The same applies to FB and Instagram as well, fwiw. Though imo, not as much for WhatsApp, which already had 400MM users and would have organically reached 1B+ users on its own.

3 comments

YouTube was delivering an average of 100 million video views per day in July 2006, months before the Google acquisition for $1,650,000,000 that same year. It's inaccurate to characterize them as a "tiny startup."
Likewise doubleclick was HUGE in the ad space I remember seeing all the doubleclick.com urls in slow page loads
How many views per day does YouTube now deliver per day?
>It's inaccurate to characterize them as a "tiny startup."

YouTube had 65 employees when they were acquired.

I do agree that they were not a startup. This word should only be used for companies that are starting up; getting their legal structure together, hiring, and initial R&D. Once you are offering widgets (ad space), you are no longer a startup. Profitability is immaterial to startup status.

Why does the number of employees matter? If anything that's a testament to how valuable they were, to be able to do so much with so little.
It doesn't. My comment was about the word tiny" and 65 is tiny especially when compared to Google.
And Instagram had like what... 8?

Not every company that's successful and has millions of users needs to have a bloated org

WhatsApp had 55 employees before FB acquisition
I'm sorry are you joking? You do realize DoubleClick had it's IPO 10 years before Google bought them?
YouTube saw the writing on the wall early - Google's capital allowed them to scale without paywalling or drowning viewers in advertisements like they are now.

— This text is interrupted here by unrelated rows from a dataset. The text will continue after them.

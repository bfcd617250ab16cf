use serde::{Deserialize, Serialize};

use crate::entity::{artists, venues};

#[derive(Debug, Serialize, Deserialize, PartialEq)]
pub struct CityVenues {
    pub city: String,
    pub state: String,
    pub venues: Vec<EntitySummary>,
}

#[derive(Debug, Serialize, Deserialize, PartialEq)]
pub struct EntitySummary {
    pub id: i32,
    pub name: String,
    pub num_upcoming_shows: u64,
}

#[derive(Debug, Serialize, Deserialize, PartialEq)]
pub struct SearchResults {
    pub count: usize,
    pub data: Vec<EntitySummary>,
}

#[derive(Debug, Serialize, Deserialize, PartialEq)]
pub struct ArtistListItem {
    pub id: i32,
    pub name: String,
}

/// A show as seen from its venue's page.
#[derive(Debug, Serialize, Deserialize, PartialEq)]
pub struct VenueShow {
    pub artist_id: i32,
    pub artist_name: String,
    pub artist_image_link: Option<String>,
    pub start_time: String,
}

/// A show as seen from its artist's page.
#[derive(Debug, Serialize, Deserialize, PartialEq)]
pub struct ArtistShow {
    pub venue_id: i32,
    pub venue_name: String,
    // None once the venue has been deleted
    pub venue_image_link: Option<String>,
    pub start_time: String,
}

#[derive(Debug, Serialize, Deserialize)]
pub struct VenueDetail {
    #[serde(flatten)]
    pub venue: venues::Model,
    pub upcoming_shows_count: usize,
    pub past_shows_count: usize,
    pub upcoming_shows: Vec<VenueShow>,
    pub past_shows: Vec<VenueShow>,
}

#[derive(Debug, Serialize, Deserialize)]
pub struct ArtistDetail {
    #[serde(flatten)]
    pub artist: artists::Model,
    pub upcoming_shows_count: usize,
    pub past_shows_count: usize,
    pub upcoming_shows: Vec<ArtistShow>,
    pub past_shows: Vec<ArtistShow>,
}

#[derive(Debug, Serialize, Deserialize, PartialEq)]
pub struct ShowListing {
    pub id: i32,
    pub venue_id: i32,
    pub venue_name: String,
    pub artist_id: i32,
    pub artist_name: String,
    pub artist_image_link: Option<String>,
    pub start_time: String,
}

#[derive(Debug, Deserialize)]
pub struct SearchRequest {
    #[serde(default)]
    pub search_term: String,
}

/// Human-readable outcome of a mutation.
#[derive(Debug, Serialize, Deserialize, PartialEq)]
pub struct Notice {
    pub message: String,
    pub id: i32,
}
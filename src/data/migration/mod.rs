//! Schema migrations for the directory store.

use sea_orm_migration::prelude::*;

mod m20240101_000001_create_directory_tables;

pub struct Migrator;

#[async_trait::async_trait]
impl MigratorTrait for Migrator {
    fn migrations() -> Vec<Box<dyn MigrationTrait>> {
        vec![Box::new(m20240101_000001_create_directory_tables::Migration)]
    }
}
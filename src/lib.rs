pub mod cli;
pub mod data;
pub mod entity;
pub mod error;
pub mod server;

pub use error::DirectoryError;
use sea_orm::entity::prelude::*;
use serde::{Deserialize, Serialize};

#[derive(Clone, Debug, PartialEq, Eq, DeriveEntityModel, Serialize, Deserialize)]
#[sea_orm(table_name = "shows")]
pub struct Model {
    #[sea_orm(primary_key)]
    pub id: i32,
    pub venue_id: i32,
    pub artist_id: i32,
    pub start_time: DateTimeUtc,

    /// Copied from the venue when the show is listed; never refreshed.
    pub venue_name: String,
    pub artist_name: String,
    pub artist_image_link: Option<String>,
}

// No on_delete rule: deleting a venue or artist leaves its shows behind.
#[derive(Copy, Clone, Debug, EnumIter, DeriveRelation)]
pub enum Relation {
    #[sea_orm(
        belongs_to = "crate::entity::venues::Entity",
        from = "Column::VenueId",
        to = "crate::entity::venues::Column::Id"
    )]
    Venues,
    #[sea_orm(
        belongs_to = "crate::entity::artists::Entity",
        from = "Column::ArtistId",
        to = "crate::entity::artists::Column::Id"
    )]
    Artists,
}

impl Related<crate::entity::venues::Entity> for Entity {
    fn to() -> RelationDef {
        Relation::Venues.def()
    }
}

impl Related<crate::entity::artists::Entity> for Entity {
    fn to() -> RelationDef {
        Relation::Artists.def()
    }
}

impl ActiveModelBehavior for ActiveModel {}
use super::Target;
use crate::ast::{AssignOp, Ast, AstKind, BinaryOp, UnaryOp};
use crate::error::{CompileError, CompileResult, SourceLocation};
use crate::symtab::{Symbol, SymbolKind, SymbolTable};

/// One-pass ARM64 emitter. Every expression leaves its result in `w0`;
/// binary operands go left-push-right through 16-byte stack slots, which
/// keeps `sp` aligned without any extra bookkeeping.
pub(super) struct Codegen<'a> {
    target: Target,
    out: String,
    label_count: usize,
    symbols: SymbolTable,
    strings: Vec<&'a str>,
}
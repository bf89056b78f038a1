use std::fmt;

#[derive(Debug, Clone, Copy, PartialEq, Eq, Default)]
pub struct SourceLocation {
    pub line: usize,
    pub column: usize,
}

#[derive(Debug, Clone)]
pub struct CompileError {
    message: String,
    location: Option<SourceLocation>,
}

impl CompileError {
    pub fn new(message: impl Into<String>) -> Self {
        Self {
            message: message.into(),
            location: None,
        }
    }

    pub fn at(message: impl Into<String>, location: SourceLocation) -> Self {
        Self {
            message: message.into(),
            location: Some(location),
        }
    }

    pub fn location(&self) -> Option<SourceLocation> {
        self.location
    }

    pub fn message(&self) -> &str {
        &self.message
    }
}

impl fmt::Display for CompileError {
    fn fmt(&self, f: &mut fmt::Formatter<'_>) -> fmt::Result {
        match self.location {
            Some(loc) => write!(
                f,
                "Error at line {}, col {}: {}",
                loc.line, loc.column, self.message
            ),
            None => write!(f, "{}", self.message),
        }
    }
}

impl std::error::Error for CompileError {}

pub type CompileResult<T> = Result<T, CompileError>;
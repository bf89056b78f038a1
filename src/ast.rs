use crate::error::SourceLocation;
use serde::Serialize;

/// A syntax tree node. The kind flattens into the node's JSON object, so
/// `--dump-ast` output carries a `type` field per node; source locations are
/// diagnostic-only and never serialized.
#[derive(Debug, Clone, PartialEq, Eq, Serialize)]
pub struct Ast {
    #[serde(flatten)]
    pub kind: AstKind,
    #[serde(skip)]
    pub location: SourceLocation,
}

impl Ast {
    pub fn new(kind: AstKind, location: SourceLocation) -> Self {
        Self { kind, location }
    }
}

/// Variant names double as the `type` tag in the JSON dump.
#[derive(Debug, Clone, PartialEq, Eq, Serialize)]
#[serde(tag = "type")]
pub enum AstKind {
    NumLiteral {
        value: i32,
    },
    StringLiteral {
        value: String,
    },
    Variable {
        name: String,
    },
    BinaryOp {
        operator: BinaryOp,
        left: Box<Ast>,
        right: Box<Ast>,
    },
    UnaryOp {
        operator: UnaryOp,
        operand: Box<Ast>,
    },
    Assignment {
        operator: AssignOp,
        left: Box<Ast>,
        right: Box<Ast>,
    },
    FunctionCall {
        name: String,
        arguments: Vec<Ast>,
    },
    IfStatement {
        condition: Box<Ast>,
        then: Box<Ast>,
        #[serde(rename = "else")]
        els: Option<Box<Ast>>,
    },
    WhileLoop {
        condition: Box<Ast>,
        body: Box<Ast>,
    },
    ForLoop {
        init: Option<Box<Ast>>,
        condition: Option<Box<Ast>>,
        update: Option<Box<Ast>>,
        body: Box<Ast>,
    },
    ReturnStatement {
        value: Option<Box<Ast>>,
    },
    Block {
        statements: Vec<Ast>,
    },
    VarDecl {
        name: String,
        #[serde(rename = "isArray")]
        is_array: bool,
        #[serde(rename = "arraySize", skip_serializing_if = "Option::is_none")]
        array_size: Option<i32>,
        initializer: Option<Box<Ast>>,
    },
    FunctionDecl {
        name: String,
        #[serde(rename = "returnType")]
        return_type: ReturnType,
        parameters: Vec<String>,
        body: Box<Ast>,
    },
    Program {
        globals: Vec<Ast>,
        functions: Vec<Ast>,
    },
    ArrayAccess {
        name: String,
        index: Box<Ast>,
    },
    AddressOf {
        name: String,
    },
}

#[derive(Debug, Clone, Copy, PartialEq, Eq, Serialize)]
pub enum BinaryOp {
    #[serde(rename = "+")]
    Add,
    #[serde(rename = "-")]
    Sub,
    #[serde(rename = "*")]
    Mul,
    #[serde(rename = "/")]
    Div,
    #[serde(rename = "%")]
    Mod,
    #[serde(rename = "==")]
    Eq,
    #[serde(rename = "!=")]
    Ne,
    #[serde(rename = "<")]
    Lt,
    #[serde(rename = ">")]
    Gt,
    #[serde(rename = "<=")]
    Le,
    #[serde(rename = ">=")]
    Ge,
    #[serde(rename = "&&")]
    And,
    #[serde(rename = "||")]
    Or,
}

#[derive(Debug, Clone, Copy, PartialEq, Eq, Serialize)]
pub enum UnaryOp {
    #[serde(rename = "-")]
    Neg,
    #[serde(rename = "!")]
    Not,
}

#[derive(Debug, Clone, Copy, PartialEq, Eq, Serialize)]
pub enum AssignOp {
    #[serde(rename = "=")]
    Plain,
    #[serde(rename = "+=")]
    Add,
    #[serde(rename = "-=")]
    Sub,
}

#[derive(Debug, Clone, Copy, PartialEq, Eq, Serialize)]
pub enum ReturnType {
    #[serde(rename = "int")]
    Int,
    #[serde(rename = "void")]
    Void,
}
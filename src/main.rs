use clap::Parser;
use std::{fs, path::PathBuf, process};

use minicc::codegen;
use minicc::error::{CompileError, CompileResult};
use minicc::{lexer, parser};

#[derive(Parser, Debug)]
#[command(name = "minicc")]
#[command(about = "A small C compiler targeting ARM64 and x86-64")]
struct Args {
    /// Input source file.
    input: PathBuf,
    /// Output path. Defaults to the input file's stem.
    #[arg(short = 'o', long = "output")]
    output: Option<PathBuf>,
    /// Stop after writing assembly; do not assemble or link.
    #[arg(short = 'S')]
    assembly_only: bool,
    /// Print the parsed syntax tree as JSON and exit.
    #[arg(long = "dump-ast")]
    dump_ast: bool,
}

fn main() {
    let args = Args::parse();
    if let Err(err) = run(args) {
        eprintln!("{err}");
        process::exit(1);
    }
}

fn run(args: Args) -> CompileResult<()> {
    let source = fs::read_to_string(&args.input).map_err(|err| {
        CompileError::new(format!("cannot open file {}: {err}", args.input.display()))
    })?;

    let tokens = lexer::tokenize(&source)?;
    let program = parser::parse(&tokens)?;

    if args.dump_ast {
        let json = serde_json::to_string_pretty(&program)
            .map_err(|err| CompileError::new(format!("cannot serialize syntax tree: {err}")))?;
        match &args.output {
            Some(path) => {
                fs::write(path, json + "\n").map_err(|err| {
                    CompileError::new(format!("cannot write {}: {err}", path.display()))
                })?;
                println!("Generated AST JSON: {}", path.display());
            }
            None => println!("{json}"),
        }
        return Ok(());
    }

    let asm = codegen::generate(&program)?;

    // With -S, -o names the assembly itself; otherwise it names the
    // executable and the assembly lands next to it.
    let asm_path = match (&args.output, args.assembly_only) {
        (Some(path), true) => path.clone(),
        (Some(path), false) => PathBuf::from(format!("{}.s", path.display())),
        (None, _) => args.input.with_extension("s"),
    };
    fs::write(&asm_path, asm)
        .map_err(|err| CompileError::new(format!("cannot write {}: {err}", asm_path.display())))?;
    println!("Generated assembly: {}", asm_path.display());

    if args.assembly_only {
        return Ok(());
    }

    let exe_path = args
        .output
        .clone()
        .unwrap_or_else(|| args.input.with_extension(""));
    assemble_and_link(&asm_path, &exe_path)?;
    println!("Created executable: {}", exe_path.display());
    Ok(())
}

fn assemble_and_link(asm_path: &PathBuf, exe_path: &PathBuf) -> CompileResult<()> {
    println!("Assembling and linking...");
    let status = process::Command::new("cc")
        .arg("-o")
        .arg(exe_path)
        .arg(asm_path)
        .arg("-lc")
        .status()
        .map_err(|err| CompileError::new(format!("cannot run cc: {err}")))?;
    if !status.success() {
        return Err(CompileError::new("linking failed"));
    }
    Ok(())
}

The Android acquisition is a redherring - manufacturers started adopting Android en mass because it was royalty free(ish) and they had to compete against Apple's new app store mostly with feature phone OSes entirely unfit for the job.

Neither Youtube nor Google's selfless "donation" to the consumer electronics industry would have been possible without the ad business. IANAL but that looks like textbook predatory pricing (and in Android's case, can't be defended by pointing at Apple, since they don't participate in the smartphone OS market).